How drawing up a play in the interview process helped sell the Wizards on Troy Brown

While meeting with Oregon's Troy Brown during the pre-draft interview process, evaluators from the Washington Wizards issued him an on-the-spot challenge. Head coach Scott Brooks pulled out a dry-erase clipboard and a pen. He wanted to see Brown draw up a play.

This is a test Brooks has administered before to other players. Some have failed miserably.

"It sounds easy to throw a board at somebody in front of a big group and say 'okay draw a play' and I have seen many plays drawn, and I have seen it where there are not five players on the floor," Brooks said.

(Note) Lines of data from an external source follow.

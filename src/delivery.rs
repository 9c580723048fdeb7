//! Units of the backend delivery protocol.
//!
//! A backend drain yields a sequence of [`Delivery`] values. For every
//! command the backend accepted, zero or more result deliveries are
//! followed by exactly one [`Delivery::Complete`]; log deliveries may
//! appear anywhere in the sequence. A completion with no preceding result
//! is the ordinary empty outcome, not an error. Across distinct commands
//! the interleaving is backend-defined; within one command, results always
//! precede its completion.

use std::fmt;

use crate::message::Message;

// ---------------------------------------------------------------------------
// Log verbosity
// ---------------------------------------------------------------------------

/// Severity of a log delivery, ordered from `Debug` up to `Fatal`.
#[derive(Debug, Clone, Copy, PartialEq, Eq, PartialOrd, Ord, Hash)]
pub enum Verbosity {
    Debug,
    Info,
    Warn,
    Error,
    Fatal,
}

impl Verbosity {
    /// `true` at [`Error`](Self::Error) or above. A log delivery at this
    /// level means the operation's results are unreliable even though its
    /// completion still fires.
    pub fn is_error(&self) -> bool {
        *self >= Verbosity::Error
    }
}

impl fmt::Display for Verbosity {
    fn fmt(&self, f: &mut fmt::Formatter<'_>) -> fmt::Result {
        let name = match self {
            Verbosity::Debug => "debug",
            Verbosity::Info => "info",
            Verbosity::Warn => "warn",
            Verbosity::Error => "error",
            Verbosity::Fatal => "fatal",
        };
        f.write_str(name)
    }
}

// ---------------------------------------------------------------------------
// Delivery
// ---------------------------------------------------------------------------

/// One unit yielded by a backend drain, dispatched by the client to the
/// matching handler slot. A result class with no registered handler is
/// silently dropped, never buffered.
#[derive(Debug, Clone)]
pub enum Delivery {
    /// A message-body result. Multi-message operations yield one per
    /// matching message.
    Message(Message),
    /// A queue enumeration, one delivery carrying the full set.
    Queues(Vec<String>),
    /// An account enumeration, one delivery carrying the full set.
    Accounts(Vec<String>),
    /// A diagnostic for the log handler.
    Log {
        /// Severity; [`Verbosity::is_error`] marks results unreliable.
        level: Verbosity,
        /// Human-readable text.
        text: String,
    },
    /// A logical operation finished. Exactly one per accepted command.
    Complete,
}

impl Delivery {
    /// Shorthand for a log delivery.
    pub fn log(level: Verbosity, text: impl Into<String>) -> Self {
        Delivery::Log {
            level,
            text: text.into(),
        }
    }
}
//! # Validation Module
//!
//! Input validation for everything that crosses into Tally from a caller.
//!
//! ## Validation Strategy
//! ```text
//! ┌─────────────────────────────────────────────────────────────────────────┐
//! │                      Validation Layers                                  │
//! │                                                                         │
//! │  Layer 1: Scheduler / CLI                                              │
//! │  └── Argument parsing (clap), date parsing                             │
//! │           │                                                             │
//! │           ▼                                                             │
//! │  Layer 2: Orchestrator / Credential service (Rust)                     │
//! │  ├── THIS MODULE: ids, provider, api key, payload size                 │
//! │  └── Registry lookup (unsupported provider)                            │
//! │           │                                                             │
//! │           ▼                                                             │
//! │  Layer 3: Database (SQLite)                                            │
//! │  ├── NOT NULL / CHECK constraints                                      │
//! │  └── UNIQUE (location_id, provider, date)                              │
//! │                                                                         │
//! │  Every check here runs BEFORE any side effect (no run row, no fetch).  │
//! └─────────────────────────────────────────────────────────────────────────┘
//! ```
//!
//! ## Usage
//! ```rust
//! use tally_core::validation::{validate_identifier, validate_api_key};
//!
//! validate_identifier("location_id", "loc-42").unwrap();
//! assert!(validate_api_key("   ").is_err());
//! ```

use serde_json::Value;

use crate::error::ValidationError;
use crate::types::ConsumptionInput;
use crate::MAX_META_BYTES;

/// Result type for validation operations.
pub type ValidationResult<T> = Result<T, ValidationError>;

const MAX_IDENTIFIER_LEN: usize = 128;
const MAX_PROVIDER_LEN: usize = 32;
const MAX_API_KEY_LEN: usize = 4096;

// =============================================================================
// String Validators
// =============================================================================

/// Validates a client or location identifier.
///
/// ## Rules
/// - Must not be empty
/// - At most 128 characters
/// - Letters, digits, `-`, `_`, `.`, `:` only
///
/// ## Example
/// ```rust
/// use tally_core::validation::validate_identifier;
///
/// assert!(validate_identifier("location_id", "loc-1").is_ok());
/// assert!(validate_identifier("location_id", "").is_err());
/// assert!(validate_identifier("location_id", "has space").is_err());
/// ```
pub fn validate_identifier(field: &str, value: &str) -> ValidationResult<()> {
    if value.trim().is_empty() {
        return Err(ValidationError::Required {
            field: field.to_string(),
        });
    }

    if value.len() > MAX_IDENTIFIER_LEN {
        return Err(ValidationError::TooLong {
            field: field.to_string(),
            max: MAX_IDENTIFIER_LEN,
        });
    }

    if !value
        .chars()
        .all(|c| c.is_ascii_alphanumeric() || matches!(c, '-' | '_' | '.' | ':'))
    {
        return Err(ValidationError::InvalidFormat {
            field: field.to_string(),
            reason: "must contain only letters, numbers, '-', '_', '.', ':'".to_string(),
        });
    }

    Ok(())
}

/// Validates the shape of a provider id.
///
/// Whether the provider is actually registered is the registry's call;
/// this only rejects ids that could never be registered.
pub fn validate_provider_id(provider: &str) -> ValidationResult<()> {
    if provider.is_empty() {
        return Err(ValidationError::Required {
            field: "provider".to_string(),
        });
    }

    if provider.len() > MAX_PROVIDER_LEN {
        return Err(ValidationError::TooLong {
            field: "provider".to_string(),
            max: MAX_PROVIDER_LEN,
        });
    }

    if !provider
        .chars()
        .all(|c| c.is_ascii_lowercase() || c.is_ascii_digit() || c == '_')
    {
        return Err(ValidationError::UnsupportedProvider {
            provider: provider.to_string(),
        });
    }

    Ok(())
}

/// Validates a provider API key before it is sent anywhere.
pub fn validate_api_key(api_key: &str) -> ValidationResult<()> {
    if api_key.trim().is_empty() {
        return Err(ValidationError::Required {
            field: "api_key".to_string(),
        });
    }

    if api_key.len() > MAX_API_KEY_LEN {
        return Err(ValidationError::TooLong {
            field: "api_key".to_string(),
            max: MAX_API_KEY_LEN,
        });
    }

    Ok(())
}

// =============================================================================
// Payload Validators
// =============================================================================

/// Validates that a meta object is a JSON object within [`MAX_META_BYTES`].
pub fn validate_meta(meta: &Value) -> ValidationResult<()> {
    if !meta.is_object() {
        return Err(ValidationError::InvalidFormat {
            field: "meta".to_string(),
            reason: "must be a JSON object".to_string(),
        });
    }

    let size = meta.to_string().len();
    if size > MAX_META_BYTES {
        return Err(ValidationError::TooLarge {
            field: "meta".to_string(),
            max: MAX_META_BYTES,
            actual: size,
        });
    }

    Ok(())
}

/// Validates a consumption upsert before it reaches the database.
pub fn validate_consumption(input: &ConsumptionInput) -> ValidationResult<()> {
    validate_identifier("client_id", &input.client_id)?;
    validate_identifier("location_id", &input.location_id)?;
    validate_provider_id(&input.provider)?;

    if input.orders < 0 {
        return Err(ValidationError::OutOfRange {
            field: "orders".to_string(),
            min: 0,
            max: i64::MAX,
        });
    }

    if !input.items.is_finite() {
        return Err(ValidationError::InvalidFormat {
            field: "items".to_string(),
            reason: "must be a finite number".to_string(),
        });
    }

    validate_meta(&input.meta)
}

// =============================================================================
// Unit Tests
// =============================================================================

#[cfg(test)]
mod tests {
    use super::*;
    use crate::money::Money;
    use chrono::NaiveDate;
    use serde_json::json;

    fn input() -> ConsumptionInput {
        ConsumptionInput {
            client_id: "client-1".into(),
            location_id: "loc-1".into(),
            provider: "square".into(),
            date: NaiveDate::from_ymd_opt(2024, 5, 1).unwrap(),
            total: Money::from_cents(1000),
            orders: 3,
            items: 4.0,
            discounts: Money::zero(),
            taxes: Money::zero(),
            meta: json!({ "provider": "square" }),
        }
    }

    #[test]
    fn test_validate_identifier() {
        assert!(validate_identifier("location_id", "loc-1").is_ok());
        assert!(validate_identifier("location_id", "org:store.12_a").is_ok());

        assert!(validate_identifier("location_id", "").is_err());
        assert!(validate_identifier("location_id", "   ").is_err());
        assert!(validate_identifier("location_id", "a/b").is_err());
        assert!(validate_identifier("location_id", &"a".repeat(200)).is_err());
    }

    #[test]
    fn test_validate_provider_id() {
        assert!(validate_provider_id("square").is_ok());
        assert!(validate_provider_id("").is_err());
        assert!(matches!(
            validate_provider_id("Square!"),
            Err(ValidationError::UnsupportedProvider { .. })
        ));
    }

    #[test]
    fn test_validate_api_key() {
        assert!(validate_api_key("sq0atp-abc").is_ok());
        assert!(matches!(
            validate_api_key(""),
            Err(ValidationError::Required { .. })
        ));
        assert!(validate_api_key(&"k".repeat(5000)).is_err());
    }

    #[test]
    fn test_validate_meta() {
        assert!(validate_meta(&json!({})).is_ok());
        assert!(validate_meta(&json!([1, 2])).is_err());

        let huge = json!({ "blob": "x".repeat(MAX_META_BYTES) });
        assert!(matches!(
            validate_meta(&huge),
            Err(ValidationError::TooLarge { .. })
        ));
    }

    #[test]
    fn test_validate_consumption() {
        assert!(validate_consumption(&input()).is_ok());

        let mut bad = input();
        bad.orders = -1;
        assert!(validate_consumption(&bad).is_err());

        let mut bad = input();
        bad.items = f64::NAN;
        assert!(validate_consumption(&bad).is_err());

        let mut bad = input();
        bad.client_id = String::new();
        assert!(validate_consumption(&bad).is_err());
    }
}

That wasn't the case with Brown. He didn't just draw up one play, he drew up several. One in particular came to mind when asked by reporters on Thursday night soon after the Wizards took him 15th overall in the first round of the NBA Draft.

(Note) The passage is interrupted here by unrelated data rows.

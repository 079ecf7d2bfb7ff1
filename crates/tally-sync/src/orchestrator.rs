//! # Sync Orchestrator
//!
//! One call = one (location, provider, day) sync. Consumption is stored per
//! day, so a window is always a single day; backfills call once per day.
//!
//! ## Run Flow
//! ```text
//! ┌─────────────────────────────────────────────────────────────────────────┐
//! │  run_pos_sync(request)                                                  │
//! │                                                                         │
//! │  1. validate request (one day) ───► ValidationError (no side effects)   │
//! │  2. gate.can_sync ──── blocked ───► Ok(Skipped { reason, wait_ms })     │
//! │  3. gate.start_sync → run_id                                            │
//! │  4. ┌─ load credential, build adapter                                   │
//! │     │  fetch page → page → ... (sequential, each page retried+timed)    │
//! │     │  aggregate all sales into one snapshot                            │
//! │     └─ upsert consumption (skipped on dry run)                          │
//! │  5a. ok  → gate.log_success(run_id, count)  → Ok(Completed)             │
//! │  5b. err → gate.log_error(run_id, error)    → Err(original error)       │
//! └─────────────────────────────────────────────────────────────────────────┘
//! ```
//!
//! Every run that passed the gate is closed in the run log, whichever way
//! it ends. If the success close itself fails, the run is closed as an
//! error instead. A failure to write the error outcome is logged and does
//! not replace the error being returned.

use std::time::{Duration, Instant};

use chrono::{DateTime, Utc};
use serde::Serialize;
use tokio::time::timeout;
use tracing::{debug, error, info, instrument};

use crate::config::TallyConfig;
use crate::credentials::CredentialService;
use crate::error::{SyncError, SyncResult};
use crate::gate::SyncGate;
use crate::provider::{AdapterContext, Page, SalesSource};
use crate::retry::BaseSync;
use tally_core::gate::SuccessAck;
use tally_core::validation::{validate_consumption, validate_identifier, validate_provider_id};
use tally_core::{
    BlockReason, CanonicalSale, ConsumptionInput, ConsumptionSnapshot, DateRange, GateDecision,
    UpsertReceipt, ValidationError,
};
use tally_db::{ConsumptionRepository, Database};

// =============================================================================
// Request / Outcome
// =============================================================================

/// What to sync.
#[derive(Debug, Clone, PartialEq, Eq)]
pub struct SyncRequest {
    pub client_id: String,
    pub location_id: String,
    pub provider: String,
    pub range: DateRange,
    /// Fetch and aggregate, but write nothing to the consumption table.
    pub dry_run: bool,
}

/// How a sync call ended, short of an error.
#[derive(Debug, Clone, PartialEq, Serialize)]
#[serde(tag = "outcome", rename_all = "snake_case", rename_all_fields = "camelCase")]
pub enum SyncOutcome {
    /// The gate refused; nothing was fetched or recorded.
    Skipped {
        reason: BlockReason,
        until: DateTime<Utc>,
        wait_ms: u64,
    },
    /// The run finished and was logged as a success.
    Completed {
        run_id: String,
        count: i64,
        duration_ms: i64,
        dry_run: bool,
        record: ConsumptionInput,
        #[serde(skip_serializing_if = "Option::is_none")]
        receipt: Option<UpsertReceipt>,
        ack: SuccessAck,
    },
}

impl SyncOutcome {
    pub fn is_skipped(&self) -> bool {
        matches!(self, SyncOutcome::Skipped { .. })
    }

    /// Number of sales aggregated (0 when skipped).
    pub fn count(&self) -> i64 {
        match self {
            SyncOutcome::Skipped { .. } => 0,
            SyncOutcome::Completed { count, .. } => *count,
        }
    }
}

/// Limits applied to provider traffic within one run.
#[derive(Debug, Clone, Copy, PartialEq, Eq)]
pub struct FetchLimits {
    /// Per-page timeout.
    pub request_timeout: Duration,
    pub page_size: u32,
    /// Pagination guard.
    pub max_pages: u32,
}

impl Default for FetchLimits {
    fn default() -> Self {
        FetchLimits {
            request_timeout: Duration::from_secs(20),
            page_size: 100,
            max_pages: 500,
        }
    }
}

// =============================================================================
// Orchestrator
// =============================================================================

/// Runs POS syncs end to end.
#[derive(Clone)]
pub struct SyncOrchestrator {
    gate: SyncGate,
    consumption: ConsumptionRepository,
    credentials: CredentialService,
    retry: BaseSync,
    limits: FetchLimits,
}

“I think it was a situation where we were down by two or something like that," he said. "It was like a back screen into a slip, and then the fade three and they gave you a lot of various options to cause mismatches on the court for a last minute shot to either go ahead, or even attack the basket for a layup to go into overtime.”

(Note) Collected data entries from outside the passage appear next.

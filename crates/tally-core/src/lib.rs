//! # tally-core: Pure Domain Logic for Tally
//!
//! This crate is the **heart** of Tally. It contains the canonical data
//! shapes and every state machine as pure functions with zero I/O.
//!
//! ## Architecture Position
//! ```text
//! ┌─────────────────────────────────────────────────────────────────────────┐
//! │                          Tally Architecture                             │
//! │                                                                         │
//! │  ┌─────────────────────────────────────────────────────────────────┐   │
//! │  │              Scheduler (cron / HTTP trigger, external)          │   │
//! │  └─────────────────────────────┬───────────────────────────────────┘   │
//! │                                │                                        │
//! │  ┌─────────────────────────────▼───────────────────────────────────┐   │
//! │  │          tally-sync (Orchestrator, Adapters, Gate service)      │   │
//! │  └─────────────────────────────┬───────────────────────────────────┘   │
//! │                                │                                        │
//! │  ┌─────────────────────────────▼───────────────────────────────────┐   │
//! │  │               ★ tally-core (THIS CRATE) ★                       │   │
//! │  │                                                                 │   │
//! │  │   ┌───────────┐  ┌───────────┐  ┌───────────┐  ┌───────────┐  │   │
//! │  │   │   types   │  │ aggregate │  │   gate    │  │  breaker  │  │   │
//! │  │   │ Canonical │  │ Snapshot  │  │ SyncStatus│  │ Rotation  │  │   │
//! │  │   │   Sale    │  │  sums     │  │ backoff   │  │ breaker   │  │   │
//! │  │   └───────────┘  └───────────┘  └───────────┘  └───────────┘  │   │
//! │  │   ┌───────────┐  ┌───────────┐  ┌───────────┐                 │   │
//! │  │   │   money   │  │   vault   │  │validation │                 │   │
//! │  │   └───────────┘  └───────────┘  └───────────┘                 │   │
//! │  │                                                                 │   │
//! │  │   NO I/O • NO DATABASE • NO NETWORK • PURE FUNCTIONS           │   │
//! │  └─────────────────────────────────────────────────────────────────┘   │
//! │                                │                                        │
//! │  ┌─────────────────────────────▼───────────────────────────────────┐   │
//! │  │                    tally-db (Database Layer)                    │   │
//! │  └─────────────────────────────────────────────────────────────────┘   │
//! └─────────────────────────────────────────────────────────────────────────┘
//! ```
//!
//! ## Modules
//!
//! - [`types`] - Canonical sale, consumption record, sync run, credential types
//! - [`money`] - Money type with integer arithmetic (no floating point!)
//! - [`aggregate`] - Folding canonical sales into a consumption snapshot
//! - [`gate`] - Scheduling gate state transitions
//! - [`breaker`] - Credential rotation circuit breaker
//! - [`vault`] - AES-256-GCM sealing of provider credentials
//! - [`error`] - Domain error types
//! - [`validation`] - Input validation
//!
//! ## Design Principles
//!
//! 1. **Pure Functions**: every transition takes `now` explicitly
//! 2. **No I/O**: database and network access is FORBIDDEN here
//! 3. **Integer Money**: all monetary values are minor units (i64)
//! 4. **Explicit Errors**: all errors are typed, never strings or panics
//!
//! ## Example Usage
//!
//! ```rust
//! use chrono::{TimeZone, Utc};
//! use tally_core::gate::{GateDecision, PausePolicy};
//! use tally_core::SyncStatus;
//!
//! let now = Utc.with_ymd_and_hms(2024, 5, 1, 12, 0, 0).unwrap();
//! let status = SyncStatus::new("loc-1", "square");
//! assert_eq!(status.evaluate(now), GateDecision::Allowed);
//!
//! let policy = PausePolicy::default();
//! let failed = status.after_failure(now, std::time::Duration::from_secs(30), &policy, "timeout");
//! assert_eq!(failed.failures, 1);
//! assert!(!failed.evaluate(now).is_allowed());
//! ```

// =============================================================================
// Module Declarations
// =============================================================================

pub mod aggregate;
pub mod breaker;
pub mod error;
pub mod gate;
pub mod money;
pub mod types;
pub mod validation;
pub mod vault;

// =============================================================================
// Re-exports for Convenience
// =============================================================================

pub use aggregate::ConsumptionSnapshot;
pub use breaker::{Admission, BreakerPolicy, BreakerState, RotationBreakerState};
pub use error::{CoreError, ValidationError, VaultError};
pub use gate::{BlockReason, GateDecision, PausePolicy};
pub use money::Money;
pub use types::*;
pub use vault::{CipherBundle, VaultKey};

// =============================================================================
// Crate-Level Constants
// =============================================================================

/// Consecutive gate failures after which a (location, provider) pair is
/// paused instead of merely backed off.
pub const PAUSE_THRESHOLD: u32 = 5;

/// Consecutive failed rotations that open the rotation circuit breaker.
pub const ROTATION_FAILURE_THRESHOLD: u32 = 10;

/// Maximum serialized size of a consumption record's `meta` object.
///
/// ## Business Reason
/// `meta` is free-form provider context for the dashboard; it is not a place
/// to park raw sale payloads.
pub const MAX_META_BYTES: usize = 16 * 1024;

/// Maximum number of days a single sync window may span.
pub const MAX_RANGE_DAYS: i64 = 31;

NBC Sports Washington analyst Cory Alexander, a veteran of seven NBA seasons, demonstrated what Brown's play looked like on a whiteboard:

The Xs and Os of basketball flow effortlessly for Brown and Wizards' brass couldn't help but be impressed.

"He really understands the game. I think for a kid that is 18 years old, that is rare but he just has a good feel," Brooks said. 

"We were impressed with his character and the type of person he is and his basketball knowledge," team president Ernie Grunfeld said. "Obviously, like any young player, he has a lot of work to do but he has a lot of the intangibles that I think you need in today's game."

Smarts are a big part of what makes Brown a good basketball player. He isn't a particularly explosive athlete, with a modest 33-inch max vertical leap, but he boasts a 6-foot-10 wingspan and solid agility. Being in the right place at the right time and knowing how to operate an offense helps him make the most of his natural abilities.

Passing is where his basketball IQ comes in handy. Brown is unusually good at distributing for a 6-foot-7 small forward. He averaged 3.2 assists as a freshman at Oregon and nine times had five assists or more in a game.

He can pass like a point guard and the Wizards are excited to implement that skill into their offense.

"Passing is contagious. We’ve been pretty good the last two years and with talking about that how we even want to take another step," Brooks said. "He has the ability to make a lot of quick plays and his ball handling is pretty good for a guy his size. That is one thing I was impressed in his workout last week or when we had him. He is able to take the contact and use his strong frame to get inside the key and make plays.”